Assigned task →
Report all lines of the records that contain "rows".

--- The data ---

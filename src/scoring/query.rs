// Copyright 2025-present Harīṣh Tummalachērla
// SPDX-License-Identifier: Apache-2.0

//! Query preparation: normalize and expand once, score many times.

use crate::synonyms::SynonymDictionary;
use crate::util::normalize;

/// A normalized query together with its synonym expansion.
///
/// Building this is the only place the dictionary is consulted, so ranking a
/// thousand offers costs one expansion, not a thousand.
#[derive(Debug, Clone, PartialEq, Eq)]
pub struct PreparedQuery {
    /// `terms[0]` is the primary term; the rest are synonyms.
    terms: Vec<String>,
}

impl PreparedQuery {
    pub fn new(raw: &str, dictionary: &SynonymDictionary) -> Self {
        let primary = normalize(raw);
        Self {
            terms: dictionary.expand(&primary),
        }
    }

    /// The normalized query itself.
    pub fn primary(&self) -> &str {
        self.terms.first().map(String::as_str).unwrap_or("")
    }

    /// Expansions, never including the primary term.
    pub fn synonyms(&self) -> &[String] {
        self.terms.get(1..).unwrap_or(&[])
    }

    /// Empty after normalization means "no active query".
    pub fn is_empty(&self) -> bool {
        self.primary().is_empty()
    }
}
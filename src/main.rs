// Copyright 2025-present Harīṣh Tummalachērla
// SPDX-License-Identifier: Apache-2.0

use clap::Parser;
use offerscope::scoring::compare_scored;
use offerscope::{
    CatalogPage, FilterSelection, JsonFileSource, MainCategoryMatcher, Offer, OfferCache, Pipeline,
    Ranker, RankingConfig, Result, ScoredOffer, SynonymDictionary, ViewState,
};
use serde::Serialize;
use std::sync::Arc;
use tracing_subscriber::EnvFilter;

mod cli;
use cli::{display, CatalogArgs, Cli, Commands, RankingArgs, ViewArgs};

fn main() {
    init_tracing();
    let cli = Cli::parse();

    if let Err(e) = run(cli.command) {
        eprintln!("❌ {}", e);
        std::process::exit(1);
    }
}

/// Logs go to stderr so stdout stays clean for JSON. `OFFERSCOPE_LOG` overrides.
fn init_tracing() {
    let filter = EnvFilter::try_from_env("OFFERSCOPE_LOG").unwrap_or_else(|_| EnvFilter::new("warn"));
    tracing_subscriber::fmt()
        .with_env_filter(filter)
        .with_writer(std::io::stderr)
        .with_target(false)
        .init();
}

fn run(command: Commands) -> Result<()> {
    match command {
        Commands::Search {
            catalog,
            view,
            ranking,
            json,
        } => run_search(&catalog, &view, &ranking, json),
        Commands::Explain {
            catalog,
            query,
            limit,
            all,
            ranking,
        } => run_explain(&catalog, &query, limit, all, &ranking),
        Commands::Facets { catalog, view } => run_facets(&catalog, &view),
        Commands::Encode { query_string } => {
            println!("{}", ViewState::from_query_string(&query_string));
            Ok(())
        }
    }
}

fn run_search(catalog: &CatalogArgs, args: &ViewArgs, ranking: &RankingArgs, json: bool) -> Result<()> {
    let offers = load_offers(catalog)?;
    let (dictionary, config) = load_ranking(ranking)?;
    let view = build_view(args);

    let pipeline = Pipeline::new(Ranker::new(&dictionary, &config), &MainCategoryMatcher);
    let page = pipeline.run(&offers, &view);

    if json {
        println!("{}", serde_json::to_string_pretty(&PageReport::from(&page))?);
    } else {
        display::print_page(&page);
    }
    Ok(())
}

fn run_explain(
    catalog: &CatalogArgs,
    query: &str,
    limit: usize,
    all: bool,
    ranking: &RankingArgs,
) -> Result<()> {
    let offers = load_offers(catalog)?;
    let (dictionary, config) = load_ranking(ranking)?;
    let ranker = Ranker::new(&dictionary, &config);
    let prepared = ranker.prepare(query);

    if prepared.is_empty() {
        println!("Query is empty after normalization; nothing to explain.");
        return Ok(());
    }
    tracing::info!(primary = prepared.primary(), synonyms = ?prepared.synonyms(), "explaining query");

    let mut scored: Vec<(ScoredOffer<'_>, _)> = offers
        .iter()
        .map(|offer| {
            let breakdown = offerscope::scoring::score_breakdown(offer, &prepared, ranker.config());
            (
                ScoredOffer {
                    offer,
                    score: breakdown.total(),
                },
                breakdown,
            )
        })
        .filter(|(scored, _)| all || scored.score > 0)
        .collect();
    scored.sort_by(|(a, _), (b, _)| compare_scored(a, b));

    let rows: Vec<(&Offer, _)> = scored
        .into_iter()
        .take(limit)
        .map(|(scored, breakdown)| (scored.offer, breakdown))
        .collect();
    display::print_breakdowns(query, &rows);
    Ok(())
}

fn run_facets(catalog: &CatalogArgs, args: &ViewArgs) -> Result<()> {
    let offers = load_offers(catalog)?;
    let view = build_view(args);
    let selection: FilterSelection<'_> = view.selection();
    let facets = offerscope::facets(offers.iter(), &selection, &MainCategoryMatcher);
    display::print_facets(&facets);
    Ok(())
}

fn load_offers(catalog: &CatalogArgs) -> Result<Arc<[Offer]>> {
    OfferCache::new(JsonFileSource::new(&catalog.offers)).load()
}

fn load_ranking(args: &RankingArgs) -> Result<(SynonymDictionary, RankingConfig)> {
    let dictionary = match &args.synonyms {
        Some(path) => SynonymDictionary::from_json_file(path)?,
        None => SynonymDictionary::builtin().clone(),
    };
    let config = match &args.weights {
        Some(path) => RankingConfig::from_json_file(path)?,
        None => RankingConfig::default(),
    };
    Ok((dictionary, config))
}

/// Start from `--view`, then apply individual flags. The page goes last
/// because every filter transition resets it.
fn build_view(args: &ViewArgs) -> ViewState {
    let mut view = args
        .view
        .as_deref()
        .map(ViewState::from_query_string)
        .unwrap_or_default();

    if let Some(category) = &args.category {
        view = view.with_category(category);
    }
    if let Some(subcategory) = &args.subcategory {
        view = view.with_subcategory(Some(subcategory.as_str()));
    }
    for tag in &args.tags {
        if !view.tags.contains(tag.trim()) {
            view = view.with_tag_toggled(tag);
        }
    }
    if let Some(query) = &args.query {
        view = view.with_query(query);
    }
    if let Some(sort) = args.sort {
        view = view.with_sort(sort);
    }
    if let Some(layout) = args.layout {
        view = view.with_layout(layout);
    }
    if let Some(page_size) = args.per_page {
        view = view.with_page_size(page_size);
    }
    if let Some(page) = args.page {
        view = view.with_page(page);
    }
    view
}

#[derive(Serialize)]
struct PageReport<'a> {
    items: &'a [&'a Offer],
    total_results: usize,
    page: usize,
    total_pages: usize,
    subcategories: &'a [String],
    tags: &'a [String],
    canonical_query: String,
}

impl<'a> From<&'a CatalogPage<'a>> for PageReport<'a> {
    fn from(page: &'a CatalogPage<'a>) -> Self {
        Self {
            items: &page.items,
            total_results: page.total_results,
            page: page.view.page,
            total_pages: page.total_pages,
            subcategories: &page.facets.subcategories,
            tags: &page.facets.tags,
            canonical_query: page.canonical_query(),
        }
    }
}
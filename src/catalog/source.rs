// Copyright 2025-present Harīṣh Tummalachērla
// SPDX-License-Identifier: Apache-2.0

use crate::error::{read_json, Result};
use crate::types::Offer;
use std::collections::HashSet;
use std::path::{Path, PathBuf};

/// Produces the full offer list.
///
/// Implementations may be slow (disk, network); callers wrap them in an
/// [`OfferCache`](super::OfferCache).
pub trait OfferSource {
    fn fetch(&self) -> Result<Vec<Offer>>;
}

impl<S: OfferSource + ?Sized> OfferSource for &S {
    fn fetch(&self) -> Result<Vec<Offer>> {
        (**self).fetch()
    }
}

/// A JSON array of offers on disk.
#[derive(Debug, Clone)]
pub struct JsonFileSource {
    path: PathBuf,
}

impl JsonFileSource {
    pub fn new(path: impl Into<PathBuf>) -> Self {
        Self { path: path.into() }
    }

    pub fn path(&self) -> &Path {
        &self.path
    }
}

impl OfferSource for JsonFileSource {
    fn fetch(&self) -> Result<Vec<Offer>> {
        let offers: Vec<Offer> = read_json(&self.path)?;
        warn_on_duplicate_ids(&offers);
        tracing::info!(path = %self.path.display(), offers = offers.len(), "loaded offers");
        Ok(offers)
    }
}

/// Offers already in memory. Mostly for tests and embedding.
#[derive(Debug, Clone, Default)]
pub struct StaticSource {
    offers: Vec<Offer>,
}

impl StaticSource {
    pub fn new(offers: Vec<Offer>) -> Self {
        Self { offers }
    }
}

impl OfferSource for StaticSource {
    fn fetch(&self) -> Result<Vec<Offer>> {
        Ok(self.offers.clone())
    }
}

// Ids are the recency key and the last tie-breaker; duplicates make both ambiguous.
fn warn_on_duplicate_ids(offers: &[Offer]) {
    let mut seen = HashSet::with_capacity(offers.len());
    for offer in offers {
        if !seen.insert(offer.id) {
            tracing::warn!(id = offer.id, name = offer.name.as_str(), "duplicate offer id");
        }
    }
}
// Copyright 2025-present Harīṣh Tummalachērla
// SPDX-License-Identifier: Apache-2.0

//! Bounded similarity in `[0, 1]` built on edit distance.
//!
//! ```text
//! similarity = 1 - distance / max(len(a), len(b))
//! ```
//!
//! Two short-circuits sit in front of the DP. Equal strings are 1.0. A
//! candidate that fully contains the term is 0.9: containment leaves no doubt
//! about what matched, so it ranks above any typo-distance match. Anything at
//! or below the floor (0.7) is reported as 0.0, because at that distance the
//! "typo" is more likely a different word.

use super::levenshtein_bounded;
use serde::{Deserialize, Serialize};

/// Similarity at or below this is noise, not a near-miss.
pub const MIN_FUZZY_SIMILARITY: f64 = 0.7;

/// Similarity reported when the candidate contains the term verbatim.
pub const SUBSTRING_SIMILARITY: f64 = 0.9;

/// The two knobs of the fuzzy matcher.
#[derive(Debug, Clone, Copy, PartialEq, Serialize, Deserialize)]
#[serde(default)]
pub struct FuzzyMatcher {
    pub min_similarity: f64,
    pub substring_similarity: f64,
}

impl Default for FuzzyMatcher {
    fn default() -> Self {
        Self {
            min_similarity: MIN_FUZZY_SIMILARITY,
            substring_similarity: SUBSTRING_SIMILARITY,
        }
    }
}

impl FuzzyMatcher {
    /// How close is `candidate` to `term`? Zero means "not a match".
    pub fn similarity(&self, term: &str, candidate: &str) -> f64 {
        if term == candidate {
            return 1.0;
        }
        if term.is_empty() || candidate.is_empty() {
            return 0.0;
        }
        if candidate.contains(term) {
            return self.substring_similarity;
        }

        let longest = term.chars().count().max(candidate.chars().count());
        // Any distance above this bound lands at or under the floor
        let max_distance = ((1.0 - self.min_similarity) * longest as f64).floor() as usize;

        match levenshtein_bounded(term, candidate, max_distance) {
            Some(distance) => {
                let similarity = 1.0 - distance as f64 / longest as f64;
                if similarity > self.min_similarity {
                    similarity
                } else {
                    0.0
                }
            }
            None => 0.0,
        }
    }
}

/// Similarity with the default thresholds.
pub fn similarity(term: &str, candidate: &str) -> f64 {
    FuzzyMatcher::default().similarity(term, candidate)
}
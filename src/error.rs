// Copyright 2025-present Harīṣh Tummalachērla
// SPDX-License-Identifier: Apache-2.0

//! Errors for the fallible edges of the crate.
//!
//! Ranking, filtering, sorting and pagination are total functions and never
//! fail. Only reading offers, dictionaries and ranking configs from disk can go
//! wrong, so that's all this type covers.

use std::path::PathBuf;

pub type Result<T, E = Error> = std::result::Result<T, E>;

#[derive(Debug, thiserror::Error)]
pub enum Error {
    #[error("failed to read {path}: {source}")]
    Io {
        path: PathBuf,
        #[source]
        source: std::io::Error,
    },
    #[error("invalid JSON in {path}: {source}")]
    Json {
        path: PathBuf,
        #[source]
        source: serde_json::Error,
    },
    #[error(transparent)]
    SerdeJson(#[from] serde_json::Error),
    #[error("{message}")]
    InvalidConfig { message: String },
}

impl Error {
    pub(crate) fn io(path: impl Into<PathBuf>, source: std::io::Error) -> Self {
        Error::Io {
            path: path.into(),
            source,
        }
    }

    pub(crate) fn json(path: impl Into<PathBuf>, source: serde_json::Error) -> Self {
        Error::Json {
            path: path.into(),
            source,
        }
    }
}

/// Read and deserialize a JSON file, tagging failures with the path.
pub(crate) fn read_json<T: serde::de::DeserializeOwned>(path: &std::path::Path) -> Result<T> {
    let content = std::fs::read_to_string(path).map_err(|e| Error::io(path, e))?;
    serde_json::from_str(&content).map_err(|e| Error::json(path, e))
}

---

Solution to this problem →
    let rows: Vec<(&Offer, _)> = scored
    display::print_breakdowns(query, &rows);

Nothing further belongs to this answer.